[[ Material for the task open ]]
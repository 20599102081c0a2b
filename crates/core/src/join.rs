//! Denormalized views over the normalized tables.
//!
//! All joins are hash joins on the foreign key. Rows whose key has no match
//! on the other side are dropped without error.

use std::collections::HashMap;

use tracing::debug;

use crate::domain::customer::{Customer, CustomerId};
use crate::domain::order::{Order, OrderId, OrderItem};
use crate::domain::product::{CategoryTranslation, Product, ProductId};
use crate::domain::sale::{LineItemView, SaleRecord};
use crate::filter::{DateRange, FilterConfig, StatusFilter};

/// Order x item x customer, restricted to `status`, and optionally to a
/// purchase window and a single customer state.
pub fn join_sales(
    orders: &[Order],
    items: &[OrderItem],
    customers: &[Customer],
    status: &StatusFilter,
    date_range: Option<&DateRange>,
    state: Option<&str>,
) -> Vec<SaleRecord> {
    let mut orders_by_id: HashMap<&OrderId, &Order> = HashMap::with_capacity(orders.len());
    for order in orders.iter().filter(|order| status.matches(&order.status)) {
        if date_range.is_some_and(|range| !range.contains(&order.purchased_at)) {
            continue;
        }
        orders_by_id.entry(&order.id).or_insert(order);
    }

    let mut customers_by_id: HashMap<&CustomerId, &Customer> =
        HashMap::with_capacity(customers.len());
    for customer in customers {
        customers_by_id.entry(&customer.id).or_insert(customer);
    }

    let sales = items
        .iter()
        .filter_map(|item| {
            let order = orders_by_id.get(&item.order_id)?;
            let customer = customers_by_id.get(&order.customer_id)?;
            if state.is_some_and(|state| state != customer.state) {
                return None;
            }
            Some(SaleRecord {
                order_id: order.id.clone(),
                customer_id: customer.id.clone(),
                state: customer.state.clone(),
                price: item.price,
                purchased_at: order.purchased_at,
            })
        })
        .collect::<Vec<_>>();

    debug!(
        event_name = "analysis.join.sales",
        eligible_orders = orders_by_id.len(),
        sale_records = sales.len(),
        "joined sales view"
    );
    sales
}

/// [`join_sales`] driven by a [`FilterConfig`].
pub fn join_sales_filtered(
    orders: &[Order],
    items: &[OrderItem],
    customers: &[Customer],
    filter: &FilterConfig,
) -> Vec<SaleRecord> {
    join_sales(
        orders,
        items,
        customers,
        &filter.status,
        filter.date_range.as_ref(),
        filter.state.as_deref(),
    )
}

/// Item x product (inner) x category translation (left).
pub fn join_line_items(
    items: &[OrderItem],
    products: &[Product],
    translations: &[CategoryTranslation],
) -> Vec<LineItemView> {
    let mut products_by_id: HashMap<&ProductId, &Product> = HashMap::with_capacity(products.len());
    for product in products {
        products_by_id.entry(&product.id).or_insert(product);
    }

    let mut english_by_name: HashMap<&str, &str> = HashMap::with_capacity(translations.len());
    for translation in translations {
        english_by_name
            .entry(translation.category_name.as_str())
            .or_insert(translation.category_name_english.as_str());
    }

    let views = items
        .iter()
        .filter_map(|item| {
            let product = products_by_id.get(&item.product_id)?;
            Some(LineItemView {
                order_id: item.order_id.clone(),
                category_name_english: english_by_name
                    .get(product.category_name.as_str())
                    .map(|name| (*name).to_string()),
            })
        })
        .collect::<Vec<_>>();

    debug!(
        event_name = "analysis.join.line_items",
        line_items = views.len(),
        unresolved = views.iter().filter(|view| view.category_name_english.is_none()).count(),
        "joined line item view"
    );
    views
}

#[cfg(test)]
mod tests {
    use std::collections::BTreeSet;

    use chrono::{NaiveDate, NaiveDateTime};
    use rust_decimal::Decimal;

    use super::{join_line_items, join_sales};
    use crate::domain::customer::{Customer, CustomerId};
    use crate::domain::order::{Order, OrderId, OrderItem, OrderStatus};
    use crate::domain::product::{CategoryTranslation, Product, ProductId};
    use crate::filter::{DateRange, StatusFilter};

    fn at(year: i32, month: u32, day: u32) -> NaiveDateTime {
        NaiveDate::from_ymd_opt(year, month, day)
            .and_then(|date| date.and_hms_opt(10, 30, 0))
            .expect("valid timestamp")
    }

    fn order(id: &str, customer: &str, status: OrderStatus, purchased_at: NaiveDateTime) -> Order {
        Order {
            id: OrderId(id.to_string()),
            customer_id: CustomerId(customer.to_string()),
            status,
            purchased_at,
        }
    }

    fn item(order_id: &str, product_id: &str, cents: i64) -> OrderItem {
        OrderItem {
            order_id: OrderId(order_id.to_string()),
            product_id: ProductId(product_id.to_string()),
            price: Decimal::new(cents, 2),
        }
    }

    fn customer(id: &str, state: &str) -> Customer {
        Customer { id: CustomerId(id.to_string()), state: state.to_string() }
    }

    fn order_ids(sales: &[crate::domain::sale::SaleRecord]) -> BTreeSet<String> {
        sales.iter().map(|sale| sale.order_id.0.clone()).collect()
    }

    #[test]
    fn only_delivered_orders_produce_sale_records() {
        let orders = vec![
            order("o1", "c1", OrderStatus::Delivered, at(2017, 5, 1)),
            order("o2", "c1", OrderStatus::Other("canceled".to_string()), at(2017, 5, 2)),
            order("o3", "c2", OrderStatus::Other("shipped".to_string()), at(2017, 5, 3)),
        ];
        let items = vec![item("o1", "p1", 1000), item("o2", "p1", 2000), item("o3", "p2", 3000)];
        let customers = vec![customer("c1", "SP"), customer("c2", "RJ")];

        let sales =
            join_sales(&orders, &items, &customers, &StatusFilter::default(), None, None);

        assert_eq!(order_ids(&sales), BTreeSet::from(["o1".to_string()]));
    }

    #[test]
    fn orphaned_keys_are_silently_excluded() {
        let orders = vec![
            order("o1", "c1", OrderStatus::Delivered, at(2017, 5, 1)),
            order("o2", "missing-customer", OrderStatus::Delivered, at(2017, 5, 1)),
        ];
        let items = vec![item("o1", "p1", 1000), item("o2", "p1", 1000), item("ghost", "p1", 1)];
        let customers = vec![customer("c1", "SP")];

        let sales =
            join_sales(&orders, &items, &customers, &StatusFilter::default(), None, None);

        assert_eq!(sales.len(), 1);
        assert_eq!(sales[0].state, "SP");
    }

    #[test]
    fn each_item_yields_one_sale_record() {
        let orders = vec![order("o1", "c1", OrderStatus::Delivered, at(2017, 5, 1))];
        let items = vec![item("o1", "p1", 1000), item("o1", "p2", 2550)];
        let customers = vec![customer("c1", "MG")];

        let sales =
            join_sales(&orders, &items, &customers, &StatusFilter::default(), None, None);

        assert_eq!(sales.len(), 2);
        let total: Decimal = sales.iter().map(|sale| sale.price).sum();
        assert_eq!(total, Decimal::new(3550, 2));
    }

    #[test]
    fn date_range_keeps_only_purchases_inside_the_window() {
        let orders = vec![
            order("dec", "c1", OrderStatus::Delivered, at(2016, 12, 31)),
            order("jan", "c1", OrderStatus::Delivered, at(2017, 1, 15)),
            order("feb", "c1", OrderStatus::Delivered, at(2017, 2, 1)),
        ];
        let items = vec![item("dec", "p1", 100), item("jan", "p1", 100), item("feb", "p1", 100)];
        let customers = vec![customer("c1", "SP")];
        let range = DateRange::from_dates(
            NaiveDate::from_ymd_opt(2017, 1, 1).expect("date"),
            NaiveDate::from_ymd_opt(2017, 1, 31).expect("date"),
        )
        .expect("valid range");

        let sales = join_sales(
            &orders,
            &items,
            &customers,
            &StatusFilter::default(),
            Some(&range),
            None,
        );

        assert_eq!(order_ids(&sales), BTreeSet::from(["jan".to_string()]));
    }

    #[test]
    fn state_filter_matches_customer_state() {
        let orders = vec![
            order("o1", "c1", OrderStatus::Delivered, at(2017, 5, 1)),
            order("o2", "c2", OrderStatus::Delivered, at(2017, 5, 1)),
        ];
        let items = vec![item("o1", "p1", 100), item("o2", "p1", 100)];
        let customers = vec![customer("c1", "SP"), customer("c2", "RJ")];

        let sales = join_sales(
            &orders,
            &items,
            &customers,
            &StatusFilter::default(),
            None,
            Some("RJ"),
        );

        assert_eq!(order_ids(&sales), BTreeSet::from(["o2".to_string()]));
    }

    #[test]
    fn untranslated_categories_stay_as_unresolved_line_items() {
        let items = vec![item("o1", "p1", 100), item("o1", "p2", 100), item("o1", "gone", 100)];
        let products = vec![
            Product { id: ProductId("p1".to_string()), category_name: "beleza_saude".to_string() },
            Product { id: ProductId("p2".to_string()), category_name: "other".to_string() },
        ];
        let translations = vec![CategoryTranslation {
            category_name: "beleza_saude".to_string(),
            category_name_english: "health_beauty".to_string(),
        }];

        let views = join_line_items(&items, &products, &translations);

        assert_eq!(views.len(), 2, "unknown product is dropped by the inner join");
        assert_eq!(views[0].category_name_english.as_deref(), Some("health_beauty"));
        assert_eq!(views[1].category_name_english, None);
    }
}
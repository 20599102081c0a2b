use std::process::ExitCode;

fn main() -> ExitCode {
    salesight_cli::run()
}
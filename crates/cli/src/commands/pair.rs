use salesight_core::PairQuery;

use super::{CommandResult, Session};
use crate::QueryArgs;

const COMMAND: &str = "pair";

pub fn run(query: &QueryArgs, first: &str, second: &str) -> CommandResult {
    let session = match Session::open(COMMAND, query) {
        Ok(session) => session,
        Err(error) => return CommandResult::from_error(COMMAND, &error),
    };

    match session.analysis.pair_count_for(first, second) {
        Ok(count) => {
            let result =
                PairQuery { first: first.to_string(), second: second.to_string(), count };
            let message = format!("{first} + {second} bought together in {count} orders");
            CommandResult::from_data(COMMAND, message, &result)
        }
        Err(error) => CommandResult::query_failure(COMMAND, &error),
    }
}
use std::sync::Arc;

/// Result type used throughout the SDK.
pub type Result<T> = std::result::Result<T, Error>;

/// Errors that can occur while loading or evaluating feature flags.
///
/// `Error` is `Clone` so that a single refresh result can be handed to every caller that joined
/// the same in-flight refresh.
#[derive(thiserror::Error, Debug, Clone)]
#[non_exhaustive]
pub enum Error {
    /// The feature flag definitions request was rejected with 401 Unauthorized.
    ///
    /// This is a configuration problem: the personal API key is invalid, most likely because a
    /// project API key was passed in its place. It is not retried automatically.
    #[error("personal_api_key is invalid, make sure you're not using your project API key")]
    Unauthorized,

    /// Feature flags were used without configuring a personal API key.
    #[error("personal_api_key must be specified to use feature flags")]
    MissingPersonalApiKey,

    /// The project API key is empty.
    #[error("project API key must be specified")]
    MissingProjectApiKey,

    /// Invalid host configuration.
    #[error("invalid host configuration")]
    InvalidHost(#[source] url::ParseError),

    /// The server answered with a non-success status other than 401.
    #[error("unexpected response status: {0}")]
    UnexpectedStatus(reqwest::StatusCode),

    /// Network error, timeout, or a response body that could not be decoded.
    #[error(transparent)]
    // reqwest::Error is not clonable, so we're wrapping it in an Arc.
    Network(Arc<reqwest::Error>),

    /// The registry was started outside of a Tokio runtime.
    #[error("feature flag registry must be started from within a Tokio runtime")]
    NoRuntime,

    /// The registry has been shut down and no longer refreshes.
    #[error("feature flag registry has been shut down")]
    ShutDown,
}

impl From<reqwest::Error> for Error {
    fn from(value: reqwest::Error) -> Self {
        Error::Network(Arc::new(value.without_url()))
    }
}

impl Error {
    /// Returns `true` for errors that will not go away by retrying the same request.
    pub fn is_fatal(&self) -> bool {
        matches!(
            self,
            Error::Unauthorized
                | Error::MissingPersonalApiKey
                | Error::MissingProjectApiKey
                | Error::InvalidHost(_)
                | Error::NoRuntime
        )
    }
}

#[cfg(test)]
mod tests {
    use super::Error;

    #[test]
    fn unauthorized_is_fatal() {
        assert!(Error::Unauthorized.is_fatal());
        assert!(!Error::ShutDown.is_fatal());
    }

    #[test]
    fn unauthorized_message_mentions_key_type() {
        assert!(Error::Unauthorized
            .to_string()
            .contains("not using your project API key"));
    }
}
[[ Material for the task closed ]]
- _Try it_
Beginning with the opening line above, retype the records exactly through the line with "use tracing::debug;", both ends included.

- _Result of this exercise_
repository 20599102081c0a2b
filename crates/core/src/join.rs
//! Denormalized views over the normalized tables.
//!
//! All joins are hash joins on the foreign key. Rows whose key has no match
//! on the other side are dropped without error.

use std::collections::HashMap;

use tracing::debug;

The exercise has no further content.